Last updated: April 7, 2026

NeuroSphere (“we”, “us”) operates a multi-tenant AI voice calling platform that helps businesses follow up with leads and book appointments. This Privacy Policy explains what data we collect, how we use it, and the rights you have over it.

1. Data We Collect

Business account data: email, business name, market, dialect, and plan information you provide during sign-up.
Lead data: names, phone numbers, and form responses submitted by end-users via connected Meta/Facebook Lead Ads or uploaded CSV files.
Call data: call metadata, transcripts, outcomes, and recordings generated during AI voice calls placed on your behalf.
Integration tokens: encrypted access tokens for connected services such as Google Calendar and Meta Pages.

2. How We Use Data

To place outbound AI calls and deliver instant lead callbacks.
To display call history, transcripts, and analytics in your dashboard.
To sync booked appointments to your calendar.
To improve service reliability, detect abuse, and comply with legal obligations.

3. Meta Platform Data

When you connect a Facebook Page, we receive leads submitted to that page’s Lead Ad forms via Meta’s webhook system. We only retrieve the specific lead you authorize us to access, store it against your organization, and use it solely to initiate the callback you requested.
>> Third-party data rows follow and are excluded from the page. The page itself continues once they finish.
//! Polymarket CLOB REST client.

use std::time::Duration;

use async_trait::async_trait;
use rust_decimal::Decimal;
use serde::Deserialize;
use tracing::{debug, instrument, warn};

use crate::config::Config;
use crate::error::{MarketError, TradingError};
use crate::execution::{Side, TradeHistorySource, TradeRecord};
use crate::signing::{self, ApiCredentials};

use super::types::Leg;

/// Cursor the CLOB returns after the last page.
const END_CURSOR: &str = "LTE=";

/// Cursor meaning "first page"; never sent explicitly.
const START_CURSOR: &str = "MA==";

/// Upper bound on pages fetched in one history walk.
const MAX_TRADE_PAGES: usize = 50;

/// Polymarket CLOB API client.
#[derive(Debug, Clone)]
pub struct PolymarketClient {
    /// Pooled HTTP client.
    http: reqwest::Client,
    /// Base URL for the CLOB API.
    clob_url: String,
    /// L2 credentials, when configured.
    credentials: Option<ApiCredentials>,
    /// Address the API key was derived for.
    address: Option<String>,
}

/// One page of `/data/trades`.
#[derive(Debug, Clone, Deserialize)]
struct TradesPage {
    #[serde(default)]
    data: Vec<RawTrade>,
    #[serde(default)]
    next_cursor: Option<String>,
}

/// Either a bare array or a paginated envelope.
#[derive(Debug, Clone, Deserialize)]
#[serde(untagged)]
enum TradesResponse {
    Page(TradesPage),
    Bare(Vec<RawTrade>),
}

/// A trade as the CLOB reports it.
#[derive(Debug, Clone, Default, Deserialize)]
pub struct RawTrade {
    /// Condition ID.
    #[serde(default)]
    pub market: String,
    /// Token traded.
    #[serde(default)]
    pub asset_id: String,
    /// BUY / SELL.
    #[serde(default)]
    pub side: String,
    /// Outcome label (Up/Down, Yes/No).
    #[serde(default)]
    pub outcome: String,
    /// Tokens, as a decimal string.
    #[serde(default)]
    pub size: String,
    /// Price, as a decimal string.
    #[serde(default)]
    pub price: String,
    /// MATCHED, MINED, CONFIRMED, RETRYING, FAILED.
    #[serde(default)]
    pub status: String,
}

impl RawTrade {
    /// Typed record, or `None` if a field does not parse.
    pub fn to_record(&self) -> Option<TradeRecord> {
        let leg = self.outcome.parse::<Leg>().ok()?;
        let side = self.side.parse::<Side>().ok()?;
        let size = self.size.parse::<Decimal>().ok()?;
        let price = self.price.parse::<Decimal>().unwrap_or(Decimal::ZERO);
        if self.market.is_empty() {
            return None;
        }
        Some(TradeRecord {
            market_id: self.market.clone(),
            asset_id: self.asset_id.clone(),
            leg,
            side,
            size,
            price,
            status: self.status.clone(),
        })
    }
}

impl PolymarketClient {
    /// Create a client with pooled, low-latency HTTP settings.
    pub fn new(config: &Config) -> Result<Self, MarketError> {
        let http = reqwest::Client::builder()
            .timeout(Duration::from_millis(config.http_timeout_ms))
            .connect_timeout(Duration::from_millis(1_000))
            .tcp_nodelay(true)
            .tcp_keepalive(Duration::from_secs(30))
            .pool_max_idle_per_host(config.http_pool_size)
            .pool_idle_timeout(Duration::from_secs(90))
            .build()?;

        let address = if config.polymarket_private_key.is_empty() {
            None
        } else {
            signing::address_from_private_key(&config.polymarket_private_key)
                .ok()
                .map(|a| format!("{:#x}", a))
        };

        Ok(Self {
            http,
            clob_url: config.polymarket_clob_url.trim_end_matches('/').to_string(),
            credentials: ApiCredentials::from_config(config),
            address,
        })
    }

    /// Shared HTTP client.
    pub fn http(&self) -> &reqwest::Client {
        &self.http
    }

    /// CLOB base URL.
    pub fn clob_url(&self) -> &str {
        &self.clob_url
    }

    /// L2 credentials.
    pub fn credentials(&self) -> Option<&ApiCredentials> {
        self.credentials.as_ref()
    }

    /// Signer address, lowercase hex.
    pub fn address(&self) -> Option<&str> {
        self.address.as_deref()
    }

    /// L2 headers for `method path body`.
    pub fn auth_headers(
        &self,
        method: &str,
        path: &str,
        body: &str,
    ) -> Result<Vec<(&'static str, String)>, TradingError> {
        let creds = self.credentials.as_ref().ok_or_else(|| {
            TradingError::SigningError("API credentials not configured".to_string())
        })?;
        let address = self.address.as_deref().ok_or_else(|| {
            TradingError::SigningError("wallet key not configured".to_string())
        })?;
        signing::l2_headers(creds, address, method, path, body)
    }

    /// Best ask for `token_id` (`/price?side=BUY`).
    #[instrument(skip(self), fields(token = %crate::utils::short_id(token_id)))]
    pub async fn get_price(&self, token_id: &str) -> Result<Decimal, MarketError> {
        let url = format!("{}/price", self.clob_url);
        let json = self
            .get_json(&url, &[("token_id", token_id), ("side", "BUY")], token_id)
            .await?;
        parse_decimal_field(&json, &["price"])
            .or_else(|| parse_decimal_value(&json))
            .ok_or_else(|| MarketError::ParseError(format!("no price in {}", json)))
    }

    /// Midpoint for `token_id` (`/midpoint`).
    #[instrument(skip(self), fields(token = %crate::utils::short_id(token_id)))]
    pub async fn get_midpoint(&self, token_id: &str) -> Result<Decimal, MarketError> {
        let url = format!("{}/midpoint", self.clob_url);
        let json = self.get_json(&url, &[("token_id", token_id)], token_id).await?;
        parse_decimal_field(&json, &["mid", "midpoint"])
            .ok_or_else(|| MarketError::ParseError(format!("no midpoint in {}", json)))
    }

    async fn get_json(
        &self,
        url: &str,
        query: &[(&str, &str)],
        resource: &str,
    ) -> Result<serde_json::Value, MarketError> {
        let response = self.http.get(url).query(query).send().await?;
        if !response.status().is_success() {
            return Err(MarketError::FetchFailed {
                resource: resource.to_string(),
                reason: format!("HTTP {}", response.status()),
            });
        }
        response
            .json()
            .await
            .map_err(|e| MarketError::ParseError(format!("{}: {}", resource, e)))
    }

    /// Every trade of the account, following the cursor to the end.
    #[instrument(skip(self))]
    pub async fn get_trades(&self) -> Result<Vec<RawTrade>, TradingError> {
        let path = "/data/trades";
        let url = format!("{}{}", self.clob_url, path);
        let mut cursor: Option<String> = None;
        let mut trades = Vec::new();

        for fetched in 1.. {
            let headers = self.auth_headers("GET", path, "")?;
            let mut request = self.http.get(&url);
            if let Some(c) = cursor.as_deref().filter(|c| *c != START_CURSOR) {
                request = request.query(&[("next_cursor", c)]);
            }
            for (key, value) in headers {
                request = request.header(key, value);
            }

            let response = request
                .send()
                .await
                .map_err(|e| TradingError::HistoryFailed(e.to_string()))?;
            if !response.status().is_success() {
                return Err(TradingError::HistoryFailed(format!("HTTP {}", response.status())));
            }
            let page: TradesResponse = response
                .json()
                .await
                .map_err(|e| TradingError::HistoryFailed(format!("parse: {}", e)))?;

            let next = match page {
                TradesResponse::Bare(batch) => {
                    trades.extend(batch);
                    None
                }
                TradesResponse::Page(page) => {
                    trades.extend(page.data);
                    page.next_cursor
                }
            };
            match next_page(fetched, next)? {
                Some(next) => cursor = Some(next),
                None => break,
            }
        }

        debug!(count = trades.len(), "Fetched trade history");
        Ok(trades)
    }
}

#[async_trait]
impl TradeHistorySource for PolymarketClient {
    async fn trades(&self) -> Result<Vec<TradeRecord>, TradingError> {
        let raw = self.get_trades().await?;
        let total = raw.len();
        let records: Vec<_> = raw.iter().filter_map(RawTrade::to_record).collect();
        if records.len() < total {
            warn!(skipped = total - records.len(), "Skipped unparseable trades");
        }
        Ok(records)
    }
}

/// Cursor of the page to fetch after `fetched` pages, or `None` at the end.
///
/// A partial history would under-count positions on rebuild, so running
/// out of pages with a cursor still pending is an error.
fn next_page(fetched: usize, next_cursor: Option<String>) -> Result<Option<String>, TradingError> {
    let next = next_cursor.filter(|c| !c.is_empty() && c != END_CURSOR);
    match next {
        Some(_) if fetched >= MAX_TRADE_PAGES => Err(TradingError::HistoryFailed(format!(
            "trade history truncated after {} pages",
            MAX_TRADE_PAGES
        ))),
        next => Ok(next),
    }
}

fn parse_decimal_value(value: &serde_json::Value) -> Option<Decimal> {
    if let Some(s) = value.as_str() {
        return s.parse().ok();
    }
    value.as_f64().and_then(|n| Decimal::try_from(n).ok())
}

/// First of `keys` present in `json` as a decimal string or number.
pub(crate) fn parse_decimal_field(json: &serde_json::Value, keys: &[&str]) -> Option<Decimal> {
    keys.iter()
        .filter_map(|key| json.get(*key))
        .find_map(parse_decimal_value)
}

#[cfg(test)]
mod tests {
    use super::*;
    use rust_decimal_macros::dec;

    #[test]
    fn client_creation_works() {
        let config = Config {
            polymarket_private_key:
                "0x0123456789abcdef0123456789abcdef0123456789abcdef0123456789abcdef".to_string(),
            polymarket_clob_url: "https://clob.polymarket.com/".to_string(),
            ..Config::default()
        };
        let client = PolymarketClient::new(&config).unwrap();
        assert_eq!(client.clob_url(), "https://clob.polymarket.com");
        let address = client.address().unwrap();
        assert!(address.starts_with("0x"));
        assert_eq!(address.len(), 42);
        assert!(client.auth_headers("GET", "/data/trades", "").is_err());
    }

    #[test]
    fn parse_decimal_field_works() {
        let json = serde_json::json!({"price": "0.52", "mid": 0.5});
        assert_eq!(parse_decimal_field(&json, &["price"]), Some(dec!(0.52)));
        assert_eq!(parse_decimal_field(&json, &["missing", "mid"]), Some(dec!(0.5)));
        assert_eq!(parse_decimal_field(&json, &["missing"]), None);
        assert_eq!(parse_decimal_value(&serde_json::json!(0.25)), Some(dec!(0.25)));
    }

    #[test]
    fn trades_response_shapes() {
        let page: TradesResponse = serde_json::from_str(
            r#"{"data":[{"market":"0xabc","asset_id":"1","side":"BUY","outcome":"Up","size":"10","price":"0.5","status":"MATCHED"}],"next_cursor":"LTE="}"#,
        )
        .unwrap();
        assert!(matches!(page, TradesResponse::Page(ref p) if p.data.len() == 1));

        let bare: TradesResponse = serde_json::from_str(r#"[{"market":"0xabc"}]"#).unwrap();
        assert!(matches!(bare, TradesResponse::Bare(ref v) if v.len() == 1));
    }

    #[test]
    fn paging_stops_at_end_cursor() {
        assert_eq!(next_page(1, Some("abc".to_string())).unwrap(), Some("abc".to_string()));
        assert_eq!(next_page(1, Some(END_CURSOR.to_string())).unwrap(), None);
        assert_eq!(next_page(1, Some(String::new())).unwrap(), None);
        assert_eq!(next_page(1, None).unwrap(), None);
    }

    #[test]
    fn paging_past_limit_is_an_error() {
        assert_eq!(next_page(MAX_TRADE_PAGES, None).unwrap(), None);
        assert_eq!(next_page(MAX_TRADE_PAGES, Some(END_CURSOR.to_string())).unwrap(), None);
        let err = next_page(MAX_TRADE_PAGES, Some("more".to_string())).unwrap_err();
        assert!(matches!(err, TradingError::HistoryFailed(ref msg) if msg.contains("truncated")));
    }

    #[test]
    fn raw_trade_mapping() {
        let raw = RawTrade {
            market: "0xabc".to_string(),
            asset_id: "111".to_string(),
            side: "BUY".to_string(),
            outcome: "Down".to_string(),
            size: "7.5".to_string(),
            price: "0.4".to_string(),
            status: "CONFIRMED".to_string(),
        };
        let record = raw.to_record().unwrap();
        assert_eq!(record.leg, Leg::Down);
        assert_eq!(record.side, Side::Buy);
        assert_eq!(record.size, dec!(7.5));
        assert!(record.is_settled_buy());

        let unknown = RawTrade {
            outcome: "Maybe".to_string(),
            ..raw
        };
        assert!(unknown.to_record().is_none());
    }
}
You can disconnect the page at any time from Settings, which revokes our access and stops further lead ingestion.

4. Data Sharing

We do not sell your data. We share data only with subprocessors required to deliver the service: Supabase (database), Twilio (telephony), ElevenLabs (voice AI), Anthropic (LLM), and Railway (hosting). All subprocessors are bound by data protection agreements.

5. Data Retention

We retain lead and call data for as long as your account is active. On account deletion, we remove all personal data within 30 days, except where retention is required by law.

6. Your Rights

You may access, correct, export, or delete your data at any time by emailing ziad.elalfy@yahoo.com. Egyptian users are protected under Law 151/2020. EU users have rights under the GDPR.

7. Security

All access tokens are encrypted at rest. Webhooks are verified via HMAC-SHA256 signatures. Database access is scoped per organization via row-level security policies.

8. Contact

Questions about this policy? Email ziad.elalfy@yahoo.com.